On Monday, Sun Pharmaceutical Industries Ltd said it will buy Ranbaxy Laboratories Ltd in a $3.2 billion, taking Ranbaxy's debt into account; the transaction is worth over USD 4 billion. Thus, creating the world's fifth-largest generic drug maker from two firms struggling with quality issues in the lucrative United States market
Highlights of the deal
- The merger will see Sun Pharma’s revenues jump by a healthy 40% but its operating profit will rise by mere 7.5%, based on pro forma 2013 financials. Its operating profit margin will decline from 44.1% to 29.2%. Thus, the merger will have a negative effect on its performance in the near term.
- Every Ranbaxy Laboratories shareholder will receive 0.8 shares of Sun Pharma. This is because Sun Pharma is bigger than Ranbaxy Laboratories in terms of sales, profits and stock market value. The market cap of Sun Pharma is Rs 1,22,000 crore, while that of Ranbaxy Laboratories is just over Rs 18,800 crore.
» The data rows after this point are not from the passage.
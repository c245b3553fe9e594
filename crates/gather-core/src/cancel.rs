//! Cooperative cancellation for engine operations.
//!
//! Every service operation takes a [`CancelToken`] and checks it on entry
//! and before each write. A cancelled operation reports
//! [`crate::Error::Cancelled`] — never a silent success, never a validation
//! failure.

use std::sync::OnceLock;

use tokio::sync::watch;

/// The triggering half; typically owned by the server runtime and fired on
/// shutdown. Dropping the handle is equivalent to cancelling: waiters treat
/// a closed channel as a stop signal.
#[derive(Debug, Clone)]
pub struct CancelHandle {
  tx: watch::Sender<bool>,
}

/// A cheaply cloneable cancellation flag observed by engine operations.
#[derive(Debug, Clone)]
pub struct CancelToken {
  rx: watch::Receiver<bool>,
}

impl CancelHandle {
  pub fn new() -> (CancelHandle, CancelToken) {
    let (tx, rx) = watch::channel(false);
    (CancelHandle { tx }, CancelToken { rx })
  }

  /// Flip the flag. Every outstanding token observes the change; repeat
  /// calls are no-ops.
  pub fn cancel(&self) {
    let _ = self.tx.send(true);
  }

  /// Mint a fresh token tied to this handle.
  pub fn token(&self) -> CancelToken {
    CancelToken { rx: self.tx.subscribe() }
  }
}

impl CancelToken {
  /// A token that can never fire, for callers with no cancellation path.
  pub fn never() -> Self {
    static NEVER: OnceLock<watch::Sender<bool>> = OnceLock::new();
    let tx = NEVER.get_or_init(|| watch::channel(false).0);
    CancelToken { rx: tx.subscribe() }
  }

  pub fn is_cancelled(&self) -> bool {
    *self.rx.borrow()
  }

  /// Resolve once cancellation fires (immediately if it already has, or if
  /// the handle was dropped).
  pub async fn cancelled(&self) {
    let mut rx = self.rx.clone();
    let _ = rx.wait_for(|cancelled| *cancelled).await;
  }
}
- Daiichi Sankyo, the Japanese owner of India's biggest drug maker by sales, will hold a stake of about 9 percent in Sun Pharmaceutical after the deal.
- The combined entity becomes the biggest pharma company in India and there will be no company by the name Ranbaxy Laboratories, it will be Sun Pharma only
- The combined entity will have operations in 65 countries, 47 manufacturing facilities across 5 continents, and a significant platform of specialty and generic products marketed globally, including 629 ANDAs.
- India’s government, high courts, competition commission all need to approve the merger. Besides this, 75% of shareholders of both Ranbaxy and Sun Pharma have to approve the merger and the ratio.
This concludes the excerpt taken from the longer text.